Las promesas electorales: dos perlas

manuela carmena

Estas líneas se escribieron durante la jornada de reflexión, pero se publicarán cuando las elecciones autonómicas y municipales hayan quedado atrás. Nada habrán influido en la contienda partidista, de forma que nadie tendrá la menor duda de que se está hablando de dos ocurrencias personalísimas de uno de los candidatos a la alcaldía de Madrid, el profesor Carmona, quien, por lo demás, goza de toda mi consideración y respeto. Una vez conocido el resultado de las urnas, al lector se le ofrecerán innumerables comentarios, muy profundos pero también algo monótonos, sobre nuestro inmediato futuro. Quizá se agradezcan por ello, como contrapunto, estas ligeras observaciones.

Se trata de dos peregrinas propuestas o cuchufletas ajenas a cualquier opción política determinada. El futuro de Madrid pasaría por las naumaquias en el estanque del Retiro y en el lago de la Casa de Campo.

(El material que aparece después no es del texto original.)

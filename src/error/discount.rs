use rust_decimal::Decimal;
use thiserror::Error;

/// Errors raised at the boundary of the discount rules.
///
/// Non-matching input never produces an error: a wrong coupon, a distant
/// travel date or a user without enough history all leave the price as is.
/// Only ill-formed input is rejected here.
///
/// # Variants
/// - [`DiscountError::NegativePrice`]: a price below zero was supplied
/// - [`DiscountError::InvalidRate`]: a discount rate outside `0..=1`
/// - [`DiscountError::MissingUserId`]: an empty purchaser identity
/// - [`DiscountError::Source`]: a collaborator (clock, travel history) failed;
///   the original error is carried unchanged
///
/// # Example
/// ```
/// use travel_discounts::error::discount::DiscountError;
///
/// let err = DiscountError::MissingUserId;
/// assert_eq!(err.to_string(), "user id must not be empty");
/// ```
#[derive(Debug, Error)]
pub enum DiscountError {
    #[error("price must not be negative: {0}")]
    NegativePrice(Decimal),

    #[error("discount rate must be between 0 and 1: {0}")]
    InvalidRate(Decimal),

    #[error("user id must not be empty")]
    MissingUserId,

    #[error(transparent)]
    Source(#[from] anyhow::Error),
}

impl DiscountError {
    /// Returns `true` for the invalid-argument family of errors.
    pub fn is_invalid_argument(&self) -> bool {
        !matches!(self, DiscountError::Source(_))
    }
}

Y también por la declaración de Madrid como capital mundial del español o castellano.

El articulista confiesa no compartir tales esperanzas, pues no acaba de imaginarse ni a los madrileños ni a los turistas disfrutando masivamente de esos espectáculos festivos tan celebrados en la antigua Roma. Primero habría que explicar al votante el significado de la palabra naumaquia, lo que no resultaría fácil. Luego habría que acomodar a las multitudes venidas de todos los rincones de Madrid y el resto del orbe. El aforo útil, reducido a las primeras filas de espectadores, no daría para mucho y, de otra parte, las grandes aglomeraciones no le harían ningún bien ni al Retiro ni a la Casa de Campo.

En cuanto a lo de Madrid capital mundial del español, o universal, que suena todavía mejor, tampoco parece lo más indicado para atraer forasteros. Ni siquiera con el aliciente añadido de contemplar alguna vitrina con el cartelito de “posibles restos óseos de D. Miguel de Cervantes”. Pasen, señores, pasen y quizá vean algunos huesos del Príncipe de los Ingenios, el creador del Ingenioso Hidalgo Don Quijote de la Mancha, por la módica cantidad de diez euros (o veinte). El precio se fijaría conforme a las leyes del mercado, ya que la clientela suele aumentar cuando se abarata el producto.

Me alegra constatar de nuevo que el ingenio celtibérico no encuentra parangón en otros pagos. Si la iniciativa tuviera éxito, otros países podrían seguir nuestro ejemplo. París, capital mundial del francés. Londres, capital mundial del inglés. Lisboa, capital mundial del portugués. Tokio, capital mundial del japonés. Moscú, capital mundial del ruso. Y así sucesivamente. Las polémicas con otras ciudades como Buenos Aires, Ciudad de Méjico, Nueva York o Sao Paolo reforzarían la proyección del invento en muy diversas direcciones.

Veremos qué pasa si Manuela Carmena se alza con la alcaldía de Madrid gracias al apoyo del PSOE.